List pipelines in all teams

  1. # lists all the accessible pipelines regardless of what team you're on in the target
  2. fly -t <your_target> ps -a

List all workers with details

  1. fly -t <your_target> workers --details

List build containers

  1. fly -t <your_target> containers
  2. # above command also provides handle id which you can use to intercept
  3. fly -t <your_target> intercept --handle <handle_id> # eg. handle_id - 5f588b86-116b-4e7c-5bef-811dad839539

Intercept build aka grab an interactive shell inside build container for debugging

  1. # simple example to connect to a particular pipeline's specific job
  2. fly -t <your_target> intercept --job <PIPELINE>/<JOB_NAME>
  3. # simple example to connect to a particular pipeline's specific job and run specific binary
  4. # this is useful to specify custom shell such as sh in alpine or any arbitrary command during intercept
  5. fly -t <your_target> intercept --job <PIPELINE>/<JOB_NAME> <your_custom_binary>

Arbitrary API requests to your Concourse CI

  1. fly -t <your_target> curl /api/v1/info
  2. > {"version":"6.1.0","worker_version":"2.2","external_url":"https://concourse.example.com"}
  3. fly -t <your_target> curl /api/v1/builds
  4. > json_array_of build_lists

Make pipeline visible to unauthenticated users

This is often useful for open-source projects so that the build pipeline
is visible for unauthenticated users.

  1. fly -t <your_target> expose-pipeline --pipeline <YOUR_PIPELINE>

Format your pipeline

Concourse has a handy fly command to format your pipeline in a “canonical” form.
Omitting -w / --write would print formatted pipeline on stdout instead.
This is useful when you’ve made a mess of your yaml configuration formatting.

  1. fly format-pipeline -c <YOUR_PIPELINE.yml> -w

Different team in your fly commands

By default, concourse sets team on a target when you login and its cumbersome
to manage multiple targets just to be working on a different team space.
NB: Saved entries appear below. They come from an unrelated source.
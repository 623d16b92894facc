//! Crossing detection and alert rendering.

pub mod format;
pub mod volatility;

pub use format::{format_interval, render_alert};
pub use volatility::{crossing, price_change_pct, Observation, WatcherState};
Fly
commands support --team so you can specify another team name in a single target.
However, this is a work in progress as tracked HERE
so make sure you check the progress in above issue or by checking the help information.

Pipleline Configurations

Root privileges in container for your jobs

  • Use privileged: true in the task config.
  1. - task: some-task
  2. privileged: true

Custom icons for your resources

  1. - resources:
  2. - name: my-image
  3. type: registry-image
  4. icon: docker

YAML anchors to re-use configuration blocks

You can use YAML anchor to re-use configuration blocks and remove duplicates.
Often times, you can use file directive but still the anchor syntax can be useful.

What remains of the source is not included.